+++ Extracted records +++

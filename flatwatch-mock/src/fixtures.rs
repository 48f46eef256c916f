use flatwatch_types::Listing;

/// Build a plausible USD listing for tests: `listing("kufar_1", "Ленина 1",
/// 50_000, 2, 45.0)`.
#[must_use]
pub fn listing(id: &str, address: &str, price_usd: i64, rooms: u32, area: f64) -> Listing {
    let source = id.split('_').next().unwrap_or("mock").to_string();
    Listing {
        id: id.to_string(),
        source,
        title: format!("{rooms}-комн., {area} м²"),
        price: price_usd,
        currency: "USD".into(),
        price_usd,
        rooms,
        area,
        address: address.to_string(),
        url: format!("https://example.com/item/{id}"),
        ..Listing::default()
    }
}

+++

What to do –
Make an exact copy of all the lines above.

Your solution –
filename flatwatch-mock/src/fixtures.rs
repository 48f46eef256c916f
use flatwatch_types::Listing;

/// Build a plausible USD listing for tests: `listing("kufar_1", "Ленина 1",
/// 50_000, 2, 45.0)`.
#[must_use]
pub fn listing(id: &str, address: &str, price_usd: i64, rooms: u32, area: f64) -> Listing {
    let source = id.split('_').next().unwrap_or("mock").to_string();
    Listing {
        id: id.to_string(),
        source,
        title: format!("{rooms}-комн., {area} м²"),
        price: price_usd,
        currency: "USD".into(),
        price_usd,
        rooms,
        area,
        address: address.to_string(),
        url: format!("https://example.com/item/{id}"),
        ..Listing::default()
    }
}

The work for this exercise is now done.